*** Begin section ***
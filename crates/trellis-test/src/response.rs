//! Test response wrapper.

use crate::error::TestError;
use bytes::Bytes;
use http::{header, HeaderMap, StatusCode};
use serde::de::DeserializeOwned;
use std::fmt;
use trellis_core::OutboundResponse;

/// A dispatched response with helpers for assertions.
#[derive(Clone, PartialEq)]
pub struct TestResponse {
    status: u16,
    message: String,
    headers: HeaderMap,
    body: Bytes,
}

impl TestResponse {
    /// Builds a response carrying only `status`, as a transport would for a
    /// request the app rejected.
    pub fn status_only(status: u16) -> Self {
        Self {
            status,
            message: String::new(),
            headers: HeaderMap::new(),
            body: Bytes::new(),
        }
    }

    /// Returns the status code.
    #[must_use]
    pub fn status(&self) -> u16 {
        self.status
    }

    /// Returns the status message, which may be empty.
    #[must_use]
    pub fn message(&self) -> &str {
        &self.message
    }

    /// Returns true for 2xx.
    #[must_use]
    pub fn is_success(&self) -> bool {
        (200..300).contains(&self.status)
    }

    /// Returns true for 4xx.
    #[must_use]
    pub fn is_client_error(&self) -> bool {
        (400..500).contains(&self.status)
    }

    /// Returns true for 5xx.
    #[must_use]
    pub fn is_server_error(&self) -> bool {
        (500..600).contains(&self.status)
    }

    /// Returns the headers.
    #[must_use]
    pub fn headers(&self) -> &HeaderMap {
        &self.headers
    }

    /// Gets a header value as a string.
    #[must_use]
    pub fn header(&self, name: impl AsRef<str>) -> Option<&str> {
        self.headers
            .get(name.as_ref())
            .and_then(|v| v.to_str().ok())
    }

    /// Returns the `content-type` header.
    #[must_use]
    pub fn content_type(&self) -> Option<&str> {
        self.header(header::CONTENT_TYPE.as_str())
    }

    /// Returns the raw body bytes.
    #[must_use]
    pub fn body(&self) -> &Bytes {
        &self.body
    }

    /// Returns the body as a string.
    pub fn text(&self) -> Result<String, TestError> {
        String::from_utf8(self.body.to_vec())
            .map_err(|e| TestError::Body(format!("Invalid UTF-8: {e}")))
    }

    /// Deserializes the body as JSON.
    pub fn json<T: DeserializeOwned>(&self) -> Result<T, TestError> {
        Ok(serde_json::from_slice(&self.body)?)
    }

    /// Asserts the status code.
    ///
    /// # Panics
    ///
    /// Panics if the status code doesn't match.
    pub fn assert_status(&self, expected: u16) -> &Self {
        assert_eq!(
            self.status,
            expected,
            "Expected status {}, got {}",
            describe(expected),
            describe(self.status)
        );
        self
    }

    /// Asserts that a header is present with the expected value.
    ///
    /// # Panics
    ///
    /// Panics if the header is missing or differs.
    pub fn assert_header(&self, name: impl AsRef<str>, expected: impl AsRef<str>) -> &Self {
        let name = name.as_ref();
        let expected = expected.as_ref();
        let actual = self
            .header(name)
            .unwrap_or_else(|| panic!("Header '{name}' not found"));
        assert_eq!(actual, expected, "Header '{name}' mismatch");
        self
    }

    /// Asserts that a header is absent.
    ///
    /// # Panics
    ///
    /// Panics if the header is present.
    pub fn assert_no_header(&self, name: impl AsRef<str>) -> &Self {
        let name = name.as_ref();
        assert!(
            !self.headers.contains_key(name),
            "Header '{name}' should be absent, got {:?}",
            self.headers.get(name)
        );
        self
    }

    /// Asserts that the body is exactly `expected`.
    ///
    /// # Panics
    ///
    /// Panics if the body is not UTF-8 or differs.
    pub fn assert_body_eq(&self, expected: impl AsRef<str>) -> &Self {
        let body = self.text().expect("Body should be valid UTF-8");
        assert_eq!(body, expected.as_ref(), "Body mismatch");
        self
    }

    /// Asserts that the body is empty.
    ///
    /// # Panics
    ///
    /// Panics if the body has any bytes.
    pub fn assert_empty_body(&self) -> &Self {
        assert!(
            self.body.is_empty(),
            "Expected empty body, got {} bytes",
            self.body.len()
        );
        self
    }

    /// Asserts that the JSON body equals `expected`.
    ///
    /// # Panics
    ///
    /// Panics if the body is not JSON or differs.
    pub fn assert_json_eq(&self, expected: &serde_json::Value) -> &Self {
        let actual: serde_json::Value = self.json().expect("Body should be valid JSON");
        assert_eq!(&actual, expected, "JSON body mismatch");
        self
    }
}

impl From<OutboundResponse> for TestResponse {
    fn from(out: OutboundResponse) -> Self {
        Self {
            status: out.status,
            message: out.message,
            headers: out.headers,
            body: out.body,
        }
    }
}

impl fmt::Debug for TestResponse {
    fn fmt(&self, f: &mut fmt::Formatter<'_>) -> fmt::Result {
        f.debug_struct("TestResponse")
            .field("status", &self.status)
            .field("message", &self.message)
            .field("headers", &self.headers)
            .field("body_len", &self.body.len())
            .finish()
    }
}

fn describe(status: u16) -> String {
    StatusCode::from_u16(status)
        .map_or_else(|_| status.to_string(), |code| code.to_string())
}
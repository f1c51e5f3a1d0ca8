//! Error types surfaced to the transport adapter.

use thiserror::Error;
use trellis_router::{HttpMethod, InvalidUriError};

/// Result type alias for [`HandleError`].
pub type HandleResult<T> = Result<T, HandleError>;

/// Why a request could not be turned into a response.
///
/// Failures inside middleware and handlers never show up here: those are
/// converted into a 500 response during dispatch.
#[derive(Debug, Error)]
pub enum HandleError {
    /// The request target is malformed; no request context was created.
    #[error(transparent)]
    InvalidUri(#[from] InvalidUriError),

    /// A middleware halted the chain without sending a response.
    #[error("request {method} {path} was left unresolved")]
    Unresolved {
        /// Request method.
        method: HttpMethod,
        /// Normalized request path.
        path: String,
    },
}

impl HandleError {
    /// The status a transport should answer with.
    pub const fn status_code(&self) -> u16 {
        match self {
            Self::InvalidUri(_) => 400,
            Self::Unresolved { .. } => 500,
        }
    }
}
*** End section ***
= Required work =
Starting at the line that contains "body is exactly" and stopping after the line that contains "pub fn assert_json_eq(&self, expected: &serde_json::Value)", write out every line exactly as it appears above, and no other line.

= Solution for this task =
    /// Asserts that the body is exactly `expected`.
    ///
    /// # Panics
    ///
    /// Panics if the body is not UTF-8 or differs.
    pub fn assert_body_eq(&self, expected: impl AsRef<str>) -> &Self {
        let body = self.text().expect("Body should be valid UTF-8");
        assert_eq!(body, expected.as_ref(), "Body mismatch");
        self
    }

    /// Asserts that the body is empty.
    ///
    /// # Panics
    ///
    /// Panics if the body has any bytes.
    pub fn assert_empty_body(&self) -> &Self {
        assert!(
            self.body.is_empty(),
            "Expected empty body, got {} bytes",
            self.body.len()
        );
        self
    }

    /// Asserts that the JSON body equals `expected`.
    ///
    /// # Panics
    ///
    /// Panics if the body is not JSON or differs.
    pub fn assert_json_eq(&self, expected: &serde_json::Value) -> &Self {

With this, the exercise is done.